What happens when you build one of Rajasthan’s finest pieces of public architecture and then just… leave it unopened? Ask Jodhpur.
A Terminal Built for Greatness, Stuck in Limbo
The new Passenger Terminal Building at Jodhpur Airport was not built small. At approximately 24,000 square metres, it is four times the size of the terminal passengers currently use. Designed by STHAPATI with an architecture that fuses Rajputana grandeur with modern aviation infrastructure, it features GRC sculptural panels replicating the carving traditions of Jodhpur’s great forts, lotus-shaped domes with Kalash finials, Mewar-inspired arches, decorative mouldings, and the regional warmth of Chheetar/Jodhpuri stone — all at a construction cost of ₹480 crore, funded by the Airports Authority of India.
The façade elements were precision-engineered and manufactured by Unistone, whose work involved structural calculations, wind load vetted shop drawings, precision mould craftsmanship, and supervised installation of every arch, bracket, dome, and column jacket. This is not a government project that cut corners. The care taken in building it is evident in every detail.
And yet — it does not operate. Not one flight. Not one check-in. Not one passenger has walked through its aerobridges.
Five Reasons This Terminal Must Open Immediately
1. Tourism cannot afford another lost season. Jodhpur is on the global radar. The blue city, Mehrangarh Fort, Umaid Bhawan Palace, the Thar Desert — these are not niche attractions. They pull international travellers who currently fly into Jaipur or Delhi and connect. The new terminal is built and cleared for international operations with just 30 days’ notice. Every peak tourist season that passes without the terminal operational is revenue the city will never recover.
2. Students, soldiers, patients, and professionals are being shortchanged. Jodhpur is home to AIIMS Jodhpur, IIT Jodhpur, National Law University, and one of India’s most critical IAF commands. The people who work at, study at, and receive care from these institutions deserve an airport that matches the city’s stature. The existing terminal — a fraction of the capacity — does not.
3. Airlines are watching — and waiting. Carriers do not expand routes to airports with uncertain timelines. The new terminal has the capacity for 10 flights per hour and 35 lakh passengers annually. At least 13 domestic routes are expected to launch from day one. But airline planners need certainty. Every month of delay means another planning cycle where Jodhpur is passed over for slots that go to airports that are actually open.
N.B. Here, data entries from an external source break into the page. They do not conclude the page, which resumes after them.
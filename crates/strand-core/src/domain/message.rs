//! Message envelope: payload + typed metadata + ack/nack callbacks.

use std::any::{Any, TypeId};
use std::collections::HashMap;
use std::fmt;
use std::future::Future;
use std::sync::Arc;

use futures::FutureExt;
use futures::future::{self, BoxFuture};
use serde_json::Value;

use super::errors::{AckError, FailureCause};

/// Payload carried by a message.
///
/// `Record` is the keyed wrapper: outbound delivery uses its key when the
/// message carries no explicit key override.
#[derive(Debug, Clone, PartialEq)]
pub enum Payload {
    Value(Value),
    Record { key: Option<Value>, value: Value },
}

impl Payload {
    pub fn record(key: impl Into<Value>, value: impl Into<Value>) -> Self {
        Payload::Record {
            key: Some(key.into()),
            value: value.into(),
        }
    }

    /// The value part, unwrapping a keyed record.
    pub fn value(&self) -> &Value {
        match self {
            Payload::Value(value) => value,
            Payload::Record { value, .. } => value,
        }
    }

    /// Key of a keyed record.
    pub fn key(&self) -> Option<&Value> {
        match self {
            Payload::Value(_) => None,
            Payload::Record { key, .. } => key.as_ref(),
        }
    }
}

impl From<Value> for Payload {
    fn from(value: Value) -> Self {
        Payload::Value(value)
    }
}

impl From<&str> for Payload {
    fn from(value: &str) -> Self {
        Payload::Value(Value::String(value.to_string()))
    }
}

impl From<String> for Payload {
    fn from(value: String) -> Self {
        Payload::Value(Value::String(value))
    }
}

/// Typed metadata attached to a message, at most one instance per type.
#[derive(Clone, Default)]
pub struct Metadata {
    entries: HashMap<TypeId, Arc<dyn Any + Send + Sync>>,
}

impl Metadata {
    pub fn new() -> Self {
        Self::default()
    }

    /// Add `value`, replacing any previous instance of the same type.
    pub fn with<T: Any + Send + Sync>(mut self, value: T) -> Self {
        self.entries.insert(TypeId::of::<T>(), Arc::new(value));
        self
    }

    pub fn get<T: Any + Send + Sync>(&self) -> Option<&T> {
        self.entries
            .get(&TypeId::of::<T>())
            .and_then(|entry| entry.downcast_ref::<T>())
    }

    pub fn len(&self) -> usize {
        self.entries.len()
    }

    pub fn is_empty(&self) -> bool {
        self.entries.is_empty()
    }
}

impl fmt::Debug for Metadata {
    fn fmt(&self, f: &mut fmt::Formatter<'_>) -> fmt::Result {
        f.debug_struct("Metadata")
            .field("entries", &self.entries.len())
            .finish()
    }
}

/// Completion of an ack or nack callback.
pub type AckFuture = BoxFuture<'static, Result<(), AckError>>;

type AckFn = Arc<dyn Fn() -> AckFuture + Send + Sync>;
type NackFn = Arc<dyn Fn(FailureCause) -> AckFuture + Send + Sync>;

/// Immutable envelope flowing through channels.
///
/// Cloning is cheap: metadata and callbacks are shared. A message without
/// callbacks acks and nacks successfully.
#[derive(Clone)]
pub struct Message {
    payload: Payload,
    metadata: Metadata,
    ack: Option<AckFn>,
    nack: Option<NackFn>,
}

impl Message {
    pub fn new(payload: impl Into<Payload>) -> Self {
        Self {
            payload: payload.into(),
            metadata: Metadata::new(),
            ack: None,
            nack: None,
        }
    }

    pub fn payload(&self) -> &Payload {
        &self.payload
    }

    pub fn metadata(&self) -> &Metadata {
        &self.metadata
    }

    /// Metadata of kind `T`, if attached.
    pub fn get_metadata<T: Any + Send + Sync>(&self) -> Option<&T> {
        self.metadata.get::<T>()
    }

    pub fn with_metadata<T: Any + Send + Sync>(mut self, value: T) -> Self {
        self.metadata = self.metadata.with(value);
        self
    }

    pub fn with_ack<F, Fut>(mut self, ack: F) -> Self
    where
        F: Fn() -> Fut + Send + Sync + 'static,
        Fut: Future<Output = Result<(), AckError>> + Send + 'static,
    {
        self.ack = Some(Arc::new(move || ack().boxed()));
        self
    }

    pub fn with_nack<F, Fut>(mut self, nack: F) -> Self
    where
        F: Fn(FailureCause) -> Fut + Send + Sync + 'static,
        Fut: Future<Output = Result<(), AckError>> + Send + 'static,
    {
        self.nack = Some(Arc::new(move |cause| nack(cause).boxed()));
        self
    }

    /// A new message with `payload`, keeping this message's metadata and callbacks.
    pub fn with_payload(&self, payload: impl Into<Payload>) -> Message {
        Message {
            payload: payload.into(),
            metadata: self.metadata.clone(),
            ack: self.ack.clone(),
            nack: self.nack.clone(),
        }
    }

    pub fn ack(&self) -> AckFuture {
        match &self.ack {
            Some(ack) => ack(),
            None => future::ready(Ok(())).boxed(),
        }
    }

    pub fn nack(&self, cause: FailureCause) -> AckFuture {
        match &self.nack {
            Some(nack) => nack(cause),
            None => future::ready(Ok(())).boxed(),
        }
    }
}

impl fmt::Debug for Message {
    fn fmt(&self, f: &mut fmt::Formatter<'_>) -> fmt::Result {
        f.debug_struct("Message")
            .field("payload", &self.payload)
            .field("metadata", &self.metadata)
            .field("ack", &self.ack.is_some())
            .field("nack", &self.nack.is_some())
            .finish()
    }
}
4. The building will not stay perfect indefinitely. A completed structure left without operational activity — temperature cycling, no HVAC commissioning, fixtures unused — has maintenance costs that compound silently. The heritage GRC façade, the aerobridges, the conveyor systems, the check-in infrastructure — all of it is best maintained under active use. Operational delay is not neutral. It is a slow-burning cost to the public exchequer.
5. A promise was made. It must be kept. In September 2025, the people of Jodhpur were told their airport would be inaugurated for Diwali. It was not. In November 2025, the inauguration was “subject to PM availability.” It did not happen. As of June 2026 — eight months after the promised date — the terminal waits. At some point, this stops being a scheduling issue and becomes a credibility issue for every institution that made the promise.
What Needs to Happen
The ask is not complicated. No new approvals, no new budgets, no new construction. The terminal is ready. What is required is a date — confirmed and fixed — for the inauguration, followed by the immediate commencement of flight operations from the new terminal. The political debate over the airport’s name should not and cannot be a condition precedent for opening. Rename it after inauguration if needed. Open it first.
The people of Jodhpur — travellers, tourists, students, traders, soldiers, families — are owed a functional, world-class airport. The builders delivered it months ago. It is now time for those in authority to deliver their part.
Jodhpur is ready to take off. Let it.